Tango opens his jaws and clamps them down on her fingers, biting hard enough to draw blood.
Cleo yelps, dropping him hard on the ground. Tango gasps, the breath knocked out of him, the backpack digging into his shoulders the only thing preventing him from hitting his head on the ground. He scrambles, flipping over onto his hands and knees, only for a foot to come down hard on his back, pushing him back to the floor. Cleo continues to press down with more strength than any human should have, and Tango can’t breathe, and it’s all he can do to squeeze his eyes and lips shut and cover his ears and try not to give in—
He hears something crack. At first, he thinks it’s his spine, but there’s an odd twinkling sound to it, and that’s when he remembers: his backpack is full of tunguskite crystals.

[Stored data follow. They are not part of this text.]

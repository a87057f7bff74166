// Copyright (C) 2024 Ryan Daum <ryan.daum@gmail.com>
//
// This program is free software: you can redistribute it and/or modify it under
// the terms of the GNU General Public License as published by the Free Software
// Foundation, version 3.
//
// This program is distributed in the hope that it will be useful, but WITHOUT
// ANY WARRANTY; without even the implied warranty of MERCHANTABILITY or FITNESS
// FOR A PARTICULAR PURPOSE. See the GNU General Public License for more details.
//
// You should have received a copy of the GNU General Public License along with
// this program. If not, see <https://www.gnu.org/licenses/>.
//

//! Backing memory for chunks. Heap regions come from the process allocator, direct regions
//! from anonymous memory mappings. Either way the base address is stable for the life of the
//! region, so buffers can hold resolved pointers into it.

use std::alloc::{Layout, alloc_zeroed, dealloc, handle_alloc_error};
use std::io;
use std::ptr::null_mut;

use human_bytes::human_bytes;
use libc::{MADV_DONTNEED, MAP_ANONYMOUS, MAP_PRIVATE, PROT_READ, PROT_WRITE, madvise};
use tracing::info;

use crate::PoolError;

const HEAP_REGION_ALIGN: usize = 4096;

enum RegionKind {
    Heap(Layout),
    Direct,
}

/// One contiguous backing region.
pub struct Region {
    base: *mut u8,
    len: usize,
    kind: RegionKind,
}

// Regions hand out raw pointers but are only mutated through exclusively-owned buffers and
// the owning arena's lock.
unsafe impl Send for Region {}
unsafe impl Sync for Region {}

impl Region {
    /// Allocate a zeroed heap region. Allocation failure aborts via the global allocator's
    /// error hook, as with any other process-heap exhaustion.
    pub fn heap(len: usize) -> Self {
        let layout = match Layout::from_size_align(len, HEAP_REGION_ALIGN) {
            Ok(layout) => layout,
            Err(e) => panic!("Impossible region layout for {len} bytes: {e}"),
        };
        let base = unsafe { alloc_zeroed(layout) };
        if base.is_null() {
            handle_alloc_error(layout);
        }
        Self {
            base,
            len,
            kind: RegionKind::Heap(layout),
        }
    }

    /// Map an anonymous region for a direct arena.
    pub fn direct_anon(len: usize) -> Result<Self, PoolError> {
        let base = unsafe {
            libc::mmap64(
                null_mut(),
                len,
                PROT_READ | PROT_WRITE,
                MAP_ANONYMOUS | MAP_PRIVATE,
                -1,
                0,
            )
        };

        if base == libc::MAP_FAILED {
            let err = io::Error::last_os_error();
            return Err(PoolError::OutOfMemory {
                wanted: len,
                reason: format!("mmap failed: {err}"),
            });
        }

        info!(
            "Mapped {} at {:?} for a direct region",
            human_bytes(len as f64),
            base,
        );

        Ok(Self {
            base: base.cast::<u8>(),
            len,
            kind: RegionKind::Direct,
        })
    }

    pub fn base_ptr(&self) -> *mut u8 {
        self.base
    }

    pub fn len(&self) -> usize {
        self.len
    }

    /// Hand the physical pages behind a freed, page-aligned range back to the OS while
    /// keeping the virtual mapping for reuse. Heap regions keep their pages; those belong
    /// to the process allocator.
    pub fn decommit(&self, offset: usize, len: usize) {
        if !matches!(self.kind, RegionKind::Direct) {
            return;
        }
        unsafe {
            let addr = self.base.add(offset);
            // Panic on fail here because this working is a fundamental invariant that we
            // cannot recover from.
            let madv_resp = madvise(addr.cast(), len, MADV_DONTNEED);
            if madv_resp != 0 {
                panic!(
                    "MADV_DONTNEED failed, errno: {}",
                    io::Error::last_os_error()
                );
            }
        }
    }
}

impl Drop for Region {
    fn drop(&mut self) {
        match &self.kind {
            RegionKind::Heap(layout) => unsafe {
                dealloc(self.base, *layout);
            },
            RegionKind::Direct => {
                let result =
                    unsafe { libc::munmap(self.base.cast::<libc::c_void>(), self.len as libc::size_t) };
                // Panic on fail here because this working is a fundamental invariant that we
                // cannot recover from.
                if result != 0 {
                    let err = io::Error::last_os_error();
                    panic!("Unable to munmap region: {err}");
                }
            }
        }
    }
}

He blinks his eyes open just in time to see the world fall apart, colourful shards of light piercing his vision so sharply he thinks he may pass out from that alone, the ship coming apart around him, reality fully undone, and Tango is falling into an endless white-colour-void—
And then he lands in his body in the medbay and Beef is standing in front of him, preparing to head through the door.
“I’m going to do my best,” Beef says, and Tango should say something, should warn him not to leave, but he’s frozen, unable to process what’s just happened.
The door slides shut. Tango stands in silence for a long, long moment.
“Tango?” Impulse calls. “Are you alright?”
Tango takes a breath. “Impulse, what I’m about to tell you is going to sound insane,” he says, “but I need you to believe me.”
“Everything you tell me sounds insane. What’s happening?”
“I think I just time travelled.”
Chapter 11
Summary:
[Connection terminated.]
Notes:
Hello everyone I am so tired. Woe! Final chapter be upon ye!
(See the end of the chapter for more notes.)
Chapter Text
“Okay, yeah, wow, that does sound insane.”
“You said you’d believe me!”
“I never said I didn’t! But— time travel?”
“Remember what Stress was telling us about the crystals, and their weird time dilation effects? Yeah, I think I just figured out what happens when these things break.”
“Well, how far in the future were you?”
“Ehh, maybe twenty minutes? Which is more than—oh, man, I have so much to catch you up on.”
“Come on, then, don’t just leave me hanging!”
“Right, yeah, okay. God, where do I even start? So: Ren and Doc are gone. The aliens got them. They’re going to—Beef! Crap! I should have warned him, they’re going to jump him and he’s not going to stand a chance.”
“Okay, that’s bad,” Impulse says. “Can you go after him?”
“I…” Tango takes a breath. “I think it might already be too late for him. I tried to intervene, but one of the marines arrived, and I made a break for it onto their ship, wound up in the cargo hold, and. Well. It was full of those little red alien grub things from the moon! The ones that climb inside of you and… yeah. Those ones. And they’re gonna take them back to Earth. They want to claim every human being as their hosts.”
Impulse swallows, feeling vaguely sick. “We can’t let them do that,” he says. “That’s…”
"I know. I know. We need to—anyway. I ended up talking with two of the marines, they cornered me. Told me some crazy stuff—a lot of it didn’t really make sense? But they tried to, to shove one of those things in me, and I tried to run, and that’s when the crystals broke and I ended up back here.”
Impulse blows out a breath. “Okay,” he says, “okay, that’s a lot. But we can do this!”
“At this point, I don’t even know what this is!” Tango says. “I had an idea, before all of that happened, but knowing what I know now… I can’t just do that. I think… I think I need to…”
“Need to what?”
“...It doesn’t matter. We’ll figure it out later. For now… God, I want to help Beef, but I know it’s not worth getting caught. No, for now I’m gonna head to the galley.”
Impulse blinks. “The kitchen? What, you gonna bake them some cookies?”
“What? No! Lemon squares are my specialty.” Tango snickers. “But… No, I’m gonna make some noise. I’m gonna make the last noise these monsters ever hear.”
Impulse has a bad feeling about this. “Don’t do anything stupid.”
“...Yeah. About that? I think I’m about to do something pretty damn stupid. But, uh, don’t get too upset with me. It’s probably about to be the last stupid thing I do.”
“Tango.”
“Which, let’s be honest, will be the final item in a very, very long list. So wait until afterwards to say I told you so, yeah?”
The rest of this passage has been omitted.